Instructions to follow:
Provide an exact repetition of every entry, with no word altered.

Working data:
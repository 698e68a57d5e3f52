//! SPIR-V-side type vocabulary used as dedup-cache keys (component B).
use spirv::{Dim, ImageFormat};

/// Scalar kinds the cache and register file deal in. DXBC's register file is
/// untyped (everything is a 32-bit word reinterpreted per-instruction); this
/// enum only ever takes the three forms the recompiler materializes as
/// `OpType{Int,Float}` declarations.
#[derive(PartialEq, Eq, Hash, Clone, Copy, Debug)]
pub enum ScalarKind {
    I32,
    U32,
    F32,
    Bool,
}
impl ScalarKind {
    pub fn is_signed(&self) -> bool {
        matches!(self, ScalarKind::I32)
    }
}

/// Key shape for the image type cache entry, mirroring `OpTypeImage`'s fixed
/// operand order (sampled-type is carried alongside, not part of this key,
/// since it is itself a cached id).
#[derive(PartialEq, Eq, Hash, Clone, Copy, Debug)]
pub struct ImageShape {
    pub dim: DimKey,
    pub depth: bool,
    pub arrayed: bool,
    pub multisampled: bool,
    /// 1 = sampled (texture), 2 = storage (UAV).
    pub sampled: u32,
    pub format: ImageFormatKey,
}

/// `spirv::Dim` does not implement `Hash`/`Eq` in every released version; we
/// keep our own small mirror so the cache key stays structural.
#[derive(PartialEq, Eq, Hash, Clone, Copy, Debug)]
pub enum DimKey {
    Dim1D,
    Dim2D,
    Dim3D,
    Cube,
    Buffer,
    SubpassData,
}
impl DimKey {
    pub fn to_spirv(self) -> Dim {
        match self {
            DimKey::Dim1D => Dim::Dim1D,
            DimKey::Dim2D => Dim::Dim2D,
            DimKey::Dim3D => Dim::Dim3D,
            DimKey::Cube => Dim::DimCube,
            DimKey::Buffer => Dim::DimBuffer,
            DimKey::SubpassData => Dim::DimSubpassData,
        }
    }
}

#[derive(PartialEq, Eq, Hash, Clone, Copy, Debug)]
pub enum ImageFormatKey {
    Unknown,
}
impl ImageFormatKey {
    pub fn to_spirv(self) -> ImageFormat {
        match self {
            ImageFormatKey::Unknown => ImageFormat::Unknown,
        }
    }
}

Solution to this task:
repository 698e68a57d5e3f52
//! SPIR-V-side type vocabulary used as dedup-cache keys (component B).
use spirv::{Dim, ImageFormat};

/// Scalar kinds the cache and register file deal in. DXBC's register file is
/// untyped (everything is a 32-bit word reinterpreted per-instruction); this
/// enum only ever takes the three forms the recompiler materializes as
/// `OpType{Int,Float}` declarations.
#[derive(PartialEq, Eq, Hash, Clone, Copy, Debug)]
pub enum ScalarKind {
    I32,
    U32,
    F32,
    Bool,
}
impl ScalarKind {
    pub fn is_signed(&self) -> bool {
        matches!(self, ScalarKind::I32)
    }
}

/// Key shape for the image type cache entry, mirroring `OpTypeImage`'s fixed
/// operand order (sampled-type is carried alongside, not part of this key,
/// since it is itself a cached id).
#[derive(PartialEq, Eq, Hash, Clone, Copy, Debug)]
pub struct ImageShape {
    pub dim: DimKey,
    pub depth: bool,
    pub arrayed: bool,
    pub multisampled: bool,
    /// 1 = sampled (texture), 2 = storage (UAV).
    pub sampled: u32,
    pub format: ImageFormatKey,
}

/// `spirv::Dim` does not implement `Hash`/`Eq` in every released version; we
/// keep our own small mirror so the cache key stays structural.
#[derive(PartialEq, Eq, Hash, Clone, Copy, Debug)]
pub enum DimKey {
    Dim1D,
    Dim2D,
    Dim3D,
    Cube,
    Buffer,
    SubpassData,
}
impl DimKey {
    pub fn to_spirv(self) -> Dim {
        match self {
            DimKey::Dim1D => Dim::Dim1D,
            DimKey::Dim2D => Dim::Dim2D,
            DimKey::Dim3D => Dim::Dim3D,
            DimKey::Cube => Dim::DimCube,
            DimKey::Buffer => Dim::DimBuffer,
            DimKey::SubpassData => Dim::DimSubpassData,
        }
    }
}

#[derive(PartialEq, Eq, Hash, Clone, Copy, Debug)]
pub enum ImageFormatKey {
    Unknown,
}
impl ImageFormatKey {
    pub fn to_spirv(self) -> ImageFormat {
        match self {
            ImageFormatKey::Unknown => ImageFormat::Unknown,
        }
    }
}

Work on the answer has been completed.